A recent National Human Rights Commission report painted a pathetic picture of schools in the national capital. The report said that almost 720 of the 1,000-odd schools in the capital under the government sector lacked clean drinking water and toilet facilities.
These schools had either no computers or one for the entire student strength. Security was found to be lax. Teachers were in short supply.
While none of that comes as a shock, I was nonetheless shocked to read that among the teachers present, NHRC found some who were consuming alcohol during schools hours. Worse, teachers and principals have been found to verbally abuse students and parents -- I presume as and when the occasion demands. What the students or parents do to evoke such response in the people who are expected to set an example baffles me, but the report claims it happens and I take its word for it. Cases of violence by teachers and principals -- both sexual and otherwise -- against students have been on the rise as newspapers often report.
However, change is ostensibly in the air. In the last few months, the Aam Aadmi Party and its leader Arvind Kejriwal have been making several noises in the education space. In its annual budget, the Delhi government has set aside a much higher allocation for the education sector, almost doubling the present spend.
In addition to building 236 new schools in the capital, the chief minister has promised to set up 50 "model" schools in Delhi. These schools would be in the government sector but at par with private schools in the city. They would have a lower student-teacher ratio. They will be better equipped. The idea is to make them better than private schools so that principals and teachers of government schools send their own children to these free government schools and not to private schools, which is the norm at present -- clear evidence of failure of the state system.

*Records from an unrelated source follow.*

//! Execution request validation and per-run session state.

use crate::config::AppConfig;
use crate::error::{ConfigError, KubrunError};
use crate::run::namespace::ResolvedNamespace;
use crate::run::submit::SubmittedJob;

/// Default completion deadline in seconds.
const DEFAULT_TIMEOUT_SECS: u64 = 120;

/// Immutable input describing one job to run.
///
/// Construction validates the invariants the pipeline relies on: the image
/// and the command must be non-empty before submission begins.
#[derive(Debug, Clone, PartialEq, Eq)]
pub struct ExecutionRequest {
    namespace: Option<String>,
    image: String,
    command: Vec<String>,
    timeout_secs: u64,
    cleanup: bool,
}

impl ExecutionRequest {
    /// Create a request for an image and command.
    ///
    /// # Errors
    ///
    /// Returns `ConfigError::MissingRequired` when `image` or `command` is
    /// empty, and `ConfigError::InvalidValue` when the command's executable
    /// token is blank.
    pub fn new(image: impl Into<String>, command: Vec<String>) -> Result<Self, KubrunError> {
        let image_value = image.into();
        let validated_image = String::from(validate_required_field("image", &image_value)?);
        let validated_command = validate_command(command)?;

        Ok(Self {
            namespace: None,
            image: validated_image,
            command: validated_command,
            timeout_secs: DEFAULT_TIMEOUT_SECS,
            cleanup: true,
        })
    }

    /// Build a request from merged configuration and the CLI command.
    ///
    /// # Errors
    ///
    /// Returns the same validation errors as [`Self::new`]; a configuration
    /// with no image at all reports `image` as missing.
    pub fn from_config(config: &AppConfig, command: Vec<String>) -> Result<Self, KubrunError> {
        Ok(Self::new(config.image.clone().unwrap_or_default(), command)?
            .with_namespace(config.namespace.clone())
            .with_timeout_secs(config.timeout_secs)
            .with_cleanup(config.cleanup))
    }

    /// Attach an optional pre-existing namespace name.
    #[must_use]
    pub fn with_namespace(mut self, namespace: Option<String>) -> Self {
        self.namespace = namespace.filter(|value| !value.trim().is_empty());
        self
    }

    /// Set the completion deadline in seconds. Zero waits indefinitely.
    #[must_use]
    pub const fn with_timeout_secs(mut self, timeout_secs: u64) -> Self {
        self.timeout_secs = timeout_secs;
        self
    }

    /// Control teardown of created resources.
    #[must_use]
    pub const fn with_cleanup(mut self, cleanup: bool) -> Self {
        self.cleanup = cleanup;
        self
    }

    /// Return the requested namespace, if any.
    #[must_use]
    pub fn namespace(&self) -> Option<&str> {
        self.namespace.as_deref()
    }

    /// Return the container image reference.
    #[must_use]
    pub fn image(&self) -> &str {
        &self.image
    }

    /// Return the command argv.
    #[must_use]
    pub fn command(&self) -> &[String] {
        &self.command
    }

    /// Return the completion deadline in seconds (0 = unbounded).
    #[must_use]
    pub const fn timeout_secs(&self) -> u64 {
        self.timeout_secs
    }

    /// Return whether created resources are torn down after the run.
    #[must_use]
    pub const fn cleanup(&self) -> bool {
        self.cleanup
    }
}

/// Terminal state of a session.
#[derive(Debug, Clone, Copy, PartialEq, Eq)]
pub enum SessionOutcome {
    /// The completion watch is still (or was still) in progress.
    Watching,
    /// A completion event arrived before the deadline.
    Completed,
    /// The deadline elapsed before any completion event.
    TimedOut,
    /// The watch itself failed.
    Failed,
}

/// Mutable state owned by the orchestrator for one run.
///
/// Created once per session after submission succeeds and mutated only by
/// the pipeline stage currently executing. Discarded when the process exits;
/// nothing is persisted.
#[derive(Debug)]
pub struct ExecutionSession {
    namespace: String,
    namespace_owned: bool,
    job_name: String,
    container_name: String,
    stdout: String,
    stderr: String,
    outcome: SessionOutcome,
}

impl ExecutionSession {
    /// Assemble the session from the provisioning stages' results.
    pub(crate) fn new(resolved: ResolvedNamespace, submitted: SubmittedJob) -> Self {
        Self {
            namespace: resolved.name,
            namespace_owned: resolved.owned,
            job_name: submitted.job_name,
            container_name: submitted.container_name,
            stdout: String::new(),
            stderr: String::new(),
            outcome: SessionOutcome::Watching,
        }
    }

    /// Return the resolved namespace name.
    #[must_use]
    pub fn namespace(&self) -> &str {
        &self.namespace
    }

    /// Return whether this session created the namespace.
    #[must_use]
    pub const fn namespace_owned(&self) -> bool {
        self.namespace_owned
    }

    /// Return the generated job name.
    #[must_use]
    pub fn job_name(&self) -> &str {
        &self.job_name
    }

    /// Return the generated container name.
    #[must_use]
    pub fn container_name(&self) -> &str {
        &self.container_name
    }

    /// Return the captured standard output.
    #[must_use]
    pub fn stdout(&self) -> &str {
        &self.stdout
    }

    /// Return the captured standard error.
    ///
    /// The platform folds container stderr into the pod log, so this buffer
    /// stays empty unless a future log source separates the streams.
    #[must_use]
    pub fn stderr(&self) -> &str {
        &self.stderr
    }

    /// Return the session's terminal outcome.
    #[must_use]
    pub const fn outcome(&self) -> SessionOutcome {
        self.outcome
    }

    /// Record the captured standard output.
    pub(crate) fn set_stdout(&mut self, stdout: String) {
        self.stdout = stdout;
    }

    /// Record the terminal outcome.
    pub(crate) const fn set_outcome(&mut self, outcome: SessionOutcome) {
        self.outcome = outcome;
    }

    /// Consume the session, yielding the captured output buffers.
    pub(crate) fn into_output(self) -> (String, String) {
        (self.stdout, self.stderr)
    }
}

fn validate_command(command: Vec<String>) -> Result<Vec<String>, KubrunError> {
    if command.is_empty() {
        return Err(KubrunError::from(ConfigError::MissingRequired {
            field: String::from("command"),
        }));
    }

    let executable = command.first().map(String::as_str).unwrap_or_default();
    if executable.trim().is_empty() {
        return Err(KubrunError::from(ConfigError::InvalidValue {
            field: String::from("command"),
            reason: String::from("command executable must not be empty"),
        }));
    }

    Ok(command)
}

fn validate_required_field<'a>(field: &str, value: &'a str) -> Result<&'a str, KubrunError> {
    let trimmed = value.trim();
    if trimmed.is_empty() {
        return Err(KubrunError::from(ConfigError::MissingRequired {
            field: String::from(field),
        }));
    }

    Ok(trimmed)
}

Two ideas of Kejriwal's echo strongly with me. One is the intention or desire to set up a new board (as opposed to the present CBSE and ICSE boards). He must be the first politician to have woken up to the fact that education in India has failed to keep up with the times and that we need a new, modern board with a syllabus that is relevant to today's day and age.
And two -- almost for the first -- I have heard a politician speak of performance and the need to link it with pay. The chief minister has promised that principals who can achieve the targets set will get a "hefty amount of double increment as performance allowance each month for a year". This is good news because unless we link the two, those who must lead the change - teachers and principals - will have no incentive to do so.
But even as the chief minister and his deputy put the finishing touches on the "model" schools, the sceptic in me has a few questions. One, what happens to these existing 700-odd schools that NHRC found woefully inadequate? Who will fix these? How will they induce some degree of accountability in the teachers who are found to be drinking on duty or engaging in verbal battles with students? The chief minister has promised to hire 20,000 additional teachers but do we really need 20,000 more of the same kind.
Then with all such announcements, the details remain hazy. Just like a smart city, what exactly is a "model" school ? Very few children in a classroom and an attentive eager teacher at the helm? A curriculum that sparks curiosity? Low on pressure and high on excitement? An institution filled only with high performers? Less time in classrooms in front of textbooks and more on the sports field, in the art room and in music lessons? I am not sure a "model" anything exists -- just like I strongly suspect a smart city doesn't.
And, as usual, the hurdle that remains with every government announcement is implementation. We don't lack ideas; we lack either the will or the competence to implement them.